Amongst all the terrible, horrible, no good, very bad 142-pages of the so-called “Better Care Reconciliation Act” (BCRA), I will forgive you if you somehow missed the provision about bridges. Take a look at Section 134, the section that allows states to operate part of their Medicaid programs through a block grant. It is bad enough that BCRA takes well over $800 billion from Medicaid by requiring states to implement per capita caps and essentially eliminates Medicaid Expansion. But Senate measure also allows states to convert Medicaid into a block grant, further limiting the funds available to pay for health care for low-income children, people with disabilities, seniors, adults, and pregnant women.But what is this about Medicaid buying bridges? The Senate bill would allow states to rollover funds from their block grant that they do not spend in a given year. Does it have to spend those rollover funds on health care? This is supposed to be the “better care” bill, so you might assume the answer would be, “yes.” But you would be wrong. Dead wrong!

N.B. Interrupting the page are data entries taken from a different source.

use once_cell::sync::Lazy;
use serde::Deserialize;

/// The static config instance.
#[allow(dead_code)]
pub static INSTANCE: Lazy<Config> = Lazy::new(|| {
    #[cfg(not(test))]
    {
        use std::{fs::File, io::Read};

        return toml::from_str(&{
            let mut string = String::new();
            File::open("./data/config.toml")
                .unwrap()
                .read_to_string(&mut string)
                .unwrap();
            string
        })
        .unwrap();
    }

    #[cfg(test)]
    Config::default()
});

/// Describing the server configuration.
#[derive(Deserialize, Default)]
pub struct Config {
    #[serde(default)]
    pub mail_smtp: MailSmtp,
    #[serde(default)]
    pub moderation: Moderation,
    /// When set, an approved admin account with this address is seeded
    /// into an empty account store on startup.
    #[serde(default)]
    pub admin_email: Option<lettre::Address>,
}

/// Describing mailing configuration.
#[derive(Deserialize, Clone)]
pub struct MailSmtp {
    pub server: String,
    pub port: u16,
    pub username: String,
    pub password: String,
    pub address: lettre::Address,
}

impl Default for MailSmtp {
    fn default() -> Self {
        Self {
            server: String::default(),
            port: 0,
            username: String::default(),
            password: String::default(),
            address: lettre::Address::new("user", "email.com").unwrap(),
        }
    }
}

/// Report-policy switches. The defaults match the observed behavior of
/// the legacy system: authors may report their own posts and repeated
/// reports keep counting.
#[derive(Deserialize, Clone, Copy)]
pub struct Moderation {
    pub allow_self_report: bool,
    pub count_repeat_reports: bool,
}

impl Default for Moderation {
    fn default() -> Self {
        Self {
            allow_self_report: true,
            count_repeat_reports: true,
        }
    }
}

Medicaid currently prohibits states from using Medicaid funds to pay for roads, bridges, stadiums or any item or service not covered by Medicaid. Seems straightforward enough, right? Spend dollars allocated to health care on actual health care. But the Senate bill exempts states from this requirement. Sure BCRA has some language that the rollover funds still have to be spent for any purpose consistent with “quality standards” established by HHS under the block grant requirements. But what would prevent the HHS secretary from deciding that Medicaid can now be a slush fund for President Trump’s infrastructure projects? If the Senate does not want states to use rollover funds to pay for roads, bridges, and stadiums, why include an explicit exemption to this provision?
Sorry but I think the only conclusion is that this provision further illustrates the goals of BCRA – not to provide “better care” to those who really need it but to transfer vast amounts of wealth to the richest individuals and corporations among us — not to mention helping to achieve the president’s promises to build infrastructure.
Did the Senate really expect that we would not find this provision? Instead of the “Better Care” act, I’m going to start calling it the “Bridges for Cars Reconstruction Act.” But there’s one more critical question – when Medicaid funds are used to build the next NFL stadium, will Medicaid also get the naming rights?